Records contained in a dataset
--- START ---
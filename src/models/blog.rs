use chrono::{DateTime, Utc};
use serde::{Deserialize, Serialize};
use sqlx::FromRow;

/// A full blog post. `content` is markdown.
#[derive(Debug, Clone, PartialEq, FromRow, Serialize, Deserialize)]
pub struct BlogPost {
    /// Absent for posts loaded from the content directory.
    #[serde(default, skip_serializing_if = "Option::is_none")]
    pub id: Option<i32>,
    pub language: String,
    pub page_name: String,
    pub title: String,
    pub content: String,
    #[serde(default)]
    pub created_at: Option<DateTime<Utc>>,
    #[serde(default)]
    pub updated_at: Option<DateTime<Utc>>,
}

/// Listing view of a post, without the body.
#[derive(Debug, Clone, PartialEq, FromRow, Serialize, Deserialize)]
pub struct BlogSummary {
    #[serde(default, skip_serializing_if = "Option::is_none")]
    pub id: Option<i32>,
    pub page_name: String,
    pub title: String,
    pub created_at: Option<DateTime<Utc>>,
    pub updated_at: Option<DateTime<Utc>>,
}

impl From<&BlogPost> for BlogSummary {
    fn from(post: &BlogPost) -> Self {
        Self {
            id: post.id,
            page_name: post.page_name.clone(),
            title: post.title.clone(),
            created_at: post.created_at,
            updated_at: post.updated_at,
        }
    }
}

/// Newest first; posts without a timestamp go last.
pub fn sort_newest_first(posts: &mut [BlogSummary]) {
    posts.sort_by(|a, b| b.updated_at.cmp(&a.updated_at));
}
--- END ---
■ Aim of the task ■
The records are to be duplicated in full, with every word kept exactly.

■ Exercise result ■
filename src/models/blog.rs
use chrono::{DateTime, Utc};
use serde::{Deserialize, Serialize};
use sqlx::FromRow;

/// A full blog post. `content` is markdown.
#[derive(Debug, Clone, PartialEq, FromRow, Serialize, Deserialize)]
pub struct BlogPost {
    /// Absent for posts loaded from the content directory.
    #[serde(default, skip_serializing_if = "Option::is_none")]
    pub id: Option<i32>,
    pub language: String,
    pub page_name: String,
    pub title: String,
    pub content: String,
    #[serde(default)]
    pub created_at: Option<DateTime<Utc>>,
    #[serde(default)]
    pub updated_at: Option<DateTime<Utc>>,
}

/// Listing view of a post, without the body.
#[derive(Debug, Clone, PartialEq, FromRow, Serialize, Deserialize)]
pub struct BlogSummary {
    #[serde(default, skip_serializing_if = "Option::is_none")]
    pub id: Option<i32>,
    pub page_name: String,
    pub title: String,
    pub created_at: Option<DateTime<Utc>>,
    pub updated_at: Option<DateTime<Utc>>,
}

impl From<&BlogPost> for BlogSummary {
    fn from(post: &BlogPost) -> Self {
        Self {
            id: post.id,
            page_name: post.page_name.clone(),
            title: post.title.clone(),
            created_at: post.created_at,
            updated_at: post.updated_at,
        }
    }
}

/// Newest first; posts without a timestamp go last.
pub fn sort_newest_first(posts: &mut [BlogSummary]) {
    posts.sort_by(|a, b| b.updated_at.cmp(&a.updated_at));
}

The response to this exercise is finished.